I'm still having issues today where llama index queries just won't return
I see that the openai library increased their timeout to 10 mins, with tons of retries I can see how that 10 mins would compound to hours
hmmm thats pretty brutal. We should lower that and make it configurable
It's been working for me so far
Yea it will work for any call made using the openai client
If it ends up not being rate limit issues and etc, can I show u my implementation to see if u can catch what I'm doing wrong? It was working perfectly at 0.8.62 and when I went to 0.8.65 with no change in the code it just times out
yea for sure π€ Like the change between those two versions is this new openai client really
does llm.complete("Hello!")
work? Would be a quick sanity test
@Logan M My implementation looks like this
llm = ChatOpenAI(model=model, temperature=0)
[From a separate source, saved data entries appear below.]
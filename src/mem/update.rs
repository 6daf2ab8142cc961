use bson::{Bson, Document};

use crate::errors::Error;

use super::eval;

/// Apply a canonical update document to a record. Returns whether the
/// record changed.
pub(crate) fn apply_update(record: &mut Document, update: &Document) -> Result<bool, Error> {
    let mut changed = false;
    for (kind, spec) in update {
        let fields = match spec {
            Bson::Document(fields) => fields,
            _ => {
                return Err(Error::StoreOperation(format!(
                    "update modifier {kind} requires a document"
                )));
            }
        };
        match kind.as_str() {
            "$set" => {
                for (path, value) in fields {
                    if set_path(record, path, value.clone()) {
                        changed = true;
                    }
                }
            }
            "$inc" => {
                for (path, delta) in fields {
                    let current = eval::get_path(record, path).cloned();
                    if let Some(ref value) = current
                        && !is_numeric(value)
                    {
                        return Err(Error::StoreOperation(format!(
                            "cannot increment non-numeric field {path}"
                        )));
                    }
                    let next = numeric_add(&current.unwrap_or(Bson::Int32(0)), delta);
                    if set_path(record, path, next) {
                        changed = true;
                    }
                }
            }
            "$unset" => {
                for (path, _) in fields {
                    if unset_path(record, path) {
                        changed = true;
                    }
                }
            }
            "$push" => {
                for (path, value) in fields {
                    let values = match value {
                        Bson::Document(spec) if spec.contains_key("$each") => {
                            match spec.get("$each") {
                                Some(Bson::Array(each)) => each.clone(),
                                _ => {
                                    return Err(Error::StoreOperation(
                                        "$each requires an array".into(),
                                    ));
                                }
                            }
                        }
                        single => vec![single.clone()],
                    };
                    if push_path(record, path, values)? {
                        changed = true;
                    }
                }
            }
            "$pull" => {
                for (path, spec) in fields {
                    if pull_path(record, path, spec)? {
                        changed = true;
                    }
                }
            }
            other => {
                return Err(Error::StoreOperation(format!("unsupported update operator: {other}")));
            }
        }
    }
    Ok(changed)
}

fn ensure_subdoc<'a>(root: &'a mut Document, key: &str) -> &'a mut Document {
    let needs_new = !matches!(root.get(key), Some(Bson::Document(_)));
    if needs_new {
        root.insert(key.to_string(), Bson::Document(Document::new()));
    }
    match root.get_mut(key) {
        Some(Bson::Document(d)) => d,
        _ => unreachable!(),
    }
}

fn traverse_to_parent<'a>(root: &'a mut Document, path: &str) -> (&'a mut Document, String) {
    let mut cur = root;
    let mut iter = path.split('.').peekable();
    let mut last = String::new();
    while let Some(seg) = iter.next() {
        if iter.peek().is_none() {
            last = seg.to_string();
            break;
        }
        cur = ensure_subdoc(cur, seg);
    }
    (cur, last)
}

pub(crate) fn set_path(root: &mut Document, path: &str, value: Bson) -> bool {
    let (parent, last) = traverse_to_parent(root, path);
    let old = parent.insert(last, value.clone());
    old.as_ref() != Some(&value)
}

fn unset_path(root: &mut Document, path: &str) -> bool {
    let (parent, last) = traverse_to_parent(root, path);
    parent.remove(&last).is_some()
}

fn push_path(root: &mut Document, path: &str, values: Vec<Bson>) -> Result<bool, Error> {
    let (parent, last) = traverse_to_parent(root, path);
    match parent.get_mut(&last) {
        None => {
            let pushed = !values.is_empty();
            parent.insert(last, Bson::Array(values));
            Ok(pushed)
        }
        Some(Bson::Array(items)) => {
            let pushed = !values.is_empty();
            items.extend(values);
            Ok(pushed)
        }
        Some(_) => Err(Error::StoreOperation(format!("cannot push to non-array field {path}"))),
    }
}

fn pull_path(root: &mut Document, path: &str, spec: &Bson) -> Result<bool, Error> {
    let (parent, last) = traverse_to_parent(root, path);
    match parent.get_mut(&last) {
        None => Ok(false),
        Some(Bson::Array(items)) => {
            let before = items.len();
            items.retain(|item| !pull_matches(item, spec));
            Ok(items.len() != before)
        }
        Some(_) => Err(Error::StoreOperation(format!("cannot pull from non-array field {path}"))),
    }
}

fn pull_matches(item: &Bson, spec: &Bson) -> bool {
    match spec {
        // operator sub-document applied to the element value itself
        Bson::Document(ops) if eval::is_operator_document(ops) => {
            ops.iter().all(|(op, value)| scalar_matches(item, op, value))
        }
        // condition document applied to document elements
        Bson::Document(condition) => match item {
            Bson::Document(element) => eval::matches(element, condition),
            _ => false,
        },
        literal => item == literal,
    }
}

fn scalar_matches(item: &Bson, op: &str, value: &Bson) -> bool {
    use std::cmp::Ordering;
    match op {
        "$ne" => item != value,
        "$gt" => eval::compare(item, value) == Ordering::Greater,
        "$gte" => eval::compare(item, value) != Ordering::Less,
        "$lt" => eval::compare(item, value) == Ordering::Less,
        "$lte" => eval::compare(item, value) != Ordering::Greater,
        "$in" => match value {
            Bson::Array(set) => eval::in_set(item, set),
            _ => false,
        },
        "$nin" => match value {
            Bson::Array(set) => !eval::in_set(item, set),
            _ => false,
        },
        _ => false,
    }
}

fn is_numeric(value: &Bson) -> bool {
    matches!(value, Bson::Int32(_) | Bson::Int64(_) | Bson::Double(_))
}

fn numeric_add(a: &Bson, b: &Bson) -> Bson {
    match (a, b) {
        (Bson::Int32(x), Bson::Int32(y)) => Bson::Int64(i64::from(*x) + i64::from(*y)),
        (Bson::Int32(x), Bson::Int64(y)) => Bson::Int64(i64::from(*x) + y),
        (Bson::Int64(x), Bson::Int32(y)) => Bson::Int64(x + i64::from(*y)),
        (Bson::Int64(x), Bson::Int64(y)) => Bson::Int64(x + y),
        (x, y) => Bson::Double(as_f64(x) + as_f64(y)),
    }
}

fn as_f64(value: &Bson) -> f64 {
    match value {
        Bson::Double(f) => *f,
        Bson::Int32(i) => f64::from(*i),
        Bson::Int64(i) => *i as f64,
        _ => 0.0,
    }
}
memory = ConversationSummaryBufferMemory(
memory_key="memory",
return_messages=True,
llm=llm,
max_token_limit=100000 if "preview" in model else max_token_limit,
)
agent_kwargs = {
"extra_prompt_messages": [MessagesPlaceholder(variable_name="memory")],
"system_message": SystemMessage(
content="You are a superpowered version of GPT that is able to answer questions about the data you're "
"connected to. Each different tool you have represents a different dataset to interact with. "
"If you are asked to perform a task that spreads across multiple datasets, use multiple tools "
"for the same prompt. When the user types links in chat, you will have already been connected "
"to the data at the link by the time you respond. When using tools, the input should be "
"clearly created based on the request of the user. For example, if a user uploads an invoice "
"and asks how many usage hours of X was present in the invoice, a good query is 'X hours'. "
"Avoid using single word queries unless the request is very simple. You can query multiple times to break down complex requests and retrieve more information."
),
}
agent_chain = initialize_agent(
tools=tools,
llm=llm,
agent=AgentType.OPENAI_FUNCTIONS,
verbose=True,
agent_kwargs=agent_kwargs,
memory=memory,
handle_parsing_errors="Check your output and make sure it conforms!",
)
My index tools are defined like
tool_config = IndexToolConfig(
query_engine=engine,
name=f"{filename}-index",
description=f"Use this tool if the query seems related to this summary: {summary}",
tool_kwargs={
"return_direct": False,
},
max_iterations=5,
)
tool = LlamaIndexTool.from_tool_config(tool_config)
Where engine is defined as
retriever = VectorIndexRetriever(
index=index, similarity_top_k=2, service_context=service_context
)
response_synthesizer = get_response_synthesizer(
response_mode=ResponseMode.COMPACT_ACCUMULATE,
use_async=True,
refine_template=TEXT_QA_SYSTEM_PROMPT,
service_context=service_context,
verbose=True,
)
engine = RetrieverQueryEngine(
retriever=retriever, response_synthesizer=response_synthesizer
)
Do you see anything inherently wrong here?
what does your service context look like?
service_context = ServiceContext.from_defaults(
embed_model=embedding_model,
callback_manager=callback_manager,
node_parser=node_parser,
)
wait.. I just realized I don't have the llm in my service context
when I dont have the llm= param in there
That shouldn't TECHNICALLY be an issue, it defaults to
from llama_index.llms import OpenAI
llm = OpenAI(temeprature=0.1, model="gpt-3.5-turbo")
you can try service_context.llm.complete("Hello!")
to check if it works
The issue is it works sometimes sometimes doesn't
sometimes the querying of the index will be perfect sometimes it'll just stall forever
so sometimes llm.complete works sometimes stalls
ok I think this is just issues with OpenAI's API these last few days, combined with the fact that the retry mechanism settings are hot garbage right now
You should be able to do something like
llm = OpenAI(temeprature=0.1, model="gpt-3.5-turbo", max_retries=2, additional_kwargs={"timeout": 30})
to try and improve
ok I can't remeber if the timeout works under additional_kwargs or the kwarg directly lol one or the other should help
I'm still defining my LLM as llm = ChatOpenAI(model=model, temperature=0)
Technically no, we are compatible with that. But you'll have to changes the retries and timeout from there (however it works for langchain, maybe the IDE autocomplete hints can help lol)
or you could start by at least passing that LLM into the service context
Passing the LLM seems to have helped a lot, gpt-3.5 turbo seems even more unstable compared to what it should've been using (gpt-4-32k)
timeout seems to be like
timeout = httpx.Timeout(10.0, read=5.0, write=10.0, connect=2.0)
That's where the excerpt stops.